### [Extracted information]
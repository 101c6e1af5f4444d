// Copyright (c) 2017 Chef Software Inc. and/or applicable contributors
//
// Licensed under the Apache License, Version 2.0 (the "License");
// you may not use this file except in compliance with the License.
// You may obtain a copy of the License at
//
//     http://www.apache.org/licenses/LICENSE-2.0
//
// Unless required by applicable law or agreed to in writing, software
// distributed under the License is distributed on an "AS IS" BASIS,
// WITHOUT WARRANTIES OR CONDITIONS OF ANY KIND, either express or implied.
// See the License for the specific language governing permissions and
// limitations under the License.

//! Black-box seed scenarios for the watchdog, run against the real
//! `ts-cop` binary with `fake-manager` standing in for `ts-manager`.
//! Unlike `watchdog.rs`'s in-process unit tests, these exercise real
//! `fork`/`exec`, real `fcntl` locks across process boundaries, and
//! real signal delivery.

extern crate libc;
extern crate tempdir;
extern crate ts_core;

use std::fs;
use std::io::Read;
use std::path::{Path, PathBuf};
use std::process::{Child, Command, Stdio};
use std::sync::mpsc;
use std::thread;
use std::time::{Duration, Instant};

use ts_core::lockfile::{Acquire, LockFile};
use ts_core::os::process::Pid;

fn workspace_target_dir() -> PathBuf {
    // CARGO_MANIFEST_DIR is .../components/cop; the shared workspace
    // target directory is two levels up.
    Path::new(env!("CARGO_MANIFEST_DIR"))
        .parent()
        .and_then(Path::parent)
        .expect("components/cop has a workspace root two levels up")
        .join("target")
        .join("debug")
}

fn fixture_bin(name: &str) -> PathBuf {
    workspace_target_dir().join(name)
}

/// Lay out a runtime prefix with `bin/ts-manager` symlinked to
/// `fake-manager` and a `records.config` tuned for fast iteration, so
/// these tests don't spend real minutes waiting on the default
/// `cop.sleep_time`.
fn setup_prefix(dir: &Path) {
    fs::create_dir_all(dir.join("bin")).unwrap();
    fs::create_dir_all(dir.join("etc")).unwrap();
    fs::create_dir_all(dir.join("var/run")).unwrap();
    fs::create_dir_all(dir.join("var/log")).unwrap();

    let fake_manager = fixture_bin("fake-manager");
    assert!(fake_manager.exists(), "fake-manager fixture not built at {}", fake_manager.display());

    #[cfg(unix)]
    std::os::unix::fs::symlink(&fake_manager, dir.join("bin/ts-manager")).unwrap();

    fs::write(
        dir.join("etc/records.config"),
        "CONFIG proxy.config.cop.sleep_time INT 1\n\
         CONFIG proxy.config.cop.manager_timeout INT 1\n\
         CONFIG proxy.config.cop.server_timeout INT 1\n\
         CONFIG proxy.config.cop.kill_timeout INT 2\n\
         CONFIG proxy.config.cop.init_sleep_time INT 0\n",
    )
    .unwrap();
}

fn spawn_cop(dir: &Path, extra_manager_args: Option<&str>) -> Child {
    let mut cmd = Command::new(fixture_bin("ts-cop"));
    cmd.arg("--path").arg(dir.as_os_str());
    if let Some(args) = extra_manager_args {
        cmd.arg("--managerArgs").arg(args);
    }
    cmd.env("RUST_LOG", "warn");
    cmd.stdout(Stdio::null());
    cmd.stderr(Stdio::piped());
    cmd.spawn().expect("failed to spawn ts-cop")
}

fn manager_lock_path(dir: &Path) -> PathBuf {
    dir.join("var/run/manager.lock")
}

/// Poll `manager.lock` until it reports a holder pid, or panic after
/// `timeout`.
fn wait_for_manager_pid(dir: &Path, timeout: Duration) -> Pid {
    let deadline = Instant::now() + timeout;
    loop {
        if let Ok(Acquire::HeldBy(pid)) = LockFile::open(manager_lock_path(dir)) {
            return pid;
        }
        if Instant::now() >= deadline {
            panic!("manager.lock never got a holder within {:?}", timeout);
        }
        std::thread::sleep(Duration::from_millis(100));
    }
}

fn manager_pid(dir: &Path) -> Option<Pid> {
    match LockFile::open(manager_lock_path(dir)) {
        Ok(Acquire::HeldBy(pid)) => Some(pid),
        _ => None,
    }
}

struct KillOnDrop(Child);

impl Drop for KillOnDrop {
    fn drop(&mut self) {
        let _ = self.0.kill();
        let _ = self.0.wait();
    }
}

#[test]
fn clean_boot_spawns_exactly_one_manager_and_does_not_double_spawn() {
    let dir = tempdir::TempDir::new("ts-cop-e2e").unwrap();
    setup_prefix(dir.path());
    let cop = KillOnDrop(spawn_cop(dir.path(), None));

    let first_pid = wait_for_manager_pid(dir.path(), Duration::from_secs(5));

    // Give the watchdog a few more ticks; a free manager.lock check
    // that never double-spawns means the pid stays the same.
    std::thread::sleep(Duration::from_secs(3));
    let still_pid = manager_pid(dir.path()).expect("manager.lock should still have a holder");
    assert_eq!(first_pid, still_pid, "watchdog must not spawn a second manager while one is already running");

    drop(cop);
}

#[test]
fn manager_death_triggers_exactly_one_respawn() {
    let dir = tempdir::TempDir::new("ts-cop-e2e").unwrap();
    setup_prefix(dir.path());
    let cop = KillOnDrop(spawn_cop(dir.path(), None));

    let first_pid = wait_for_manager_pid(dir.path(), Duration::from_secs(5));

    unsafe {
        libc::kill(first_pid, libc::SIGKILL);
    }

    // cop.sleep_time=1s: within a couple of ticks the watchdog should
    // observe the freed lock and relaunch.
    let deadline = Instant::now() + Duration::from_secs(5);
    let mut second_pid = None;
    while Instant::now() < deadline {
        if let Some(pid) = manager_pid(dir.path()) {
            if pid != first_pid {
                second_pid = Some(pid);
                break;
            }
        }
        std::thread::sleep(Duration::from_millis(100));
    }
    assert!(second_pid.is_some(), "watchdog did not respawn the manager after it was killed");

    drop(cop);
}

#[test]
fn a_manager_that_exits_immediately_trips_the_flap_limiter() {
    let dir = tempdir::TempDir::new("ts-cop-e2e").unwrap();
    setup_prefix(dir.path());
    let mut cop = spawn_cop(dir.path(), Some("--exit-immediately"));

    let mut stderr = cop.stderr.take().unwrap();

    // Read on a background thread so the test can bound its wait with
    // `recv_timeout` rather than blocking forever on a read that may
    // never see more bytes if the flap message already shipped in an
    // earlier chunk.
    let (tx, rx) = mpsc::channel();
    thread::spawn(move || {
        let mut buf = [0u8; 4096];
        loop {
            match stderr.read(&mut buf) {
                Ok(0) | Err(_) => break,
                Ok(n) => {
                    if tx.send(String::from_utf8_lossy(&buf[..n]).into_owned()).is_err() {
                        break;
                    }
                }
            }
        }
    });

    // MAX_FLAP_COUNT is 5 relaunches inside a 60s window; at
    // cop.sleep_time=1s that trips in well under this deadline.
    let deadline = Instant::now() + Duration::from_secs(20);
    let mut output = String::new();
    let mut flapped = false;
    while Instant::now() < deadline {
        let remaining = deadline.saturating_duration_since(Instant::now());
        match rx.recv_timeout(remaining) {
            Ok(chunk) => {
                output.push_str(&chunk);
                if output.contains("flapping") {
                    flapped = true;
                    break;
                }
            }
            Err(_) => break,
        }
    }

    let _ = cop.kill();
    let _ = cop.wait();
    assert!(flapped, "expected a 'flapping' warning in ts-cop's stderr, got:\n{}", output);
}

### [Problem description]
Which of the lines above hold the string "flapped"? Copy each one.

### [Response to this task]
    let mut flapped = false;
                    flapped = true;
    assert!(flapped, "expected a 'flapping' warning in ts-cop's stderr, got:\n{}", output);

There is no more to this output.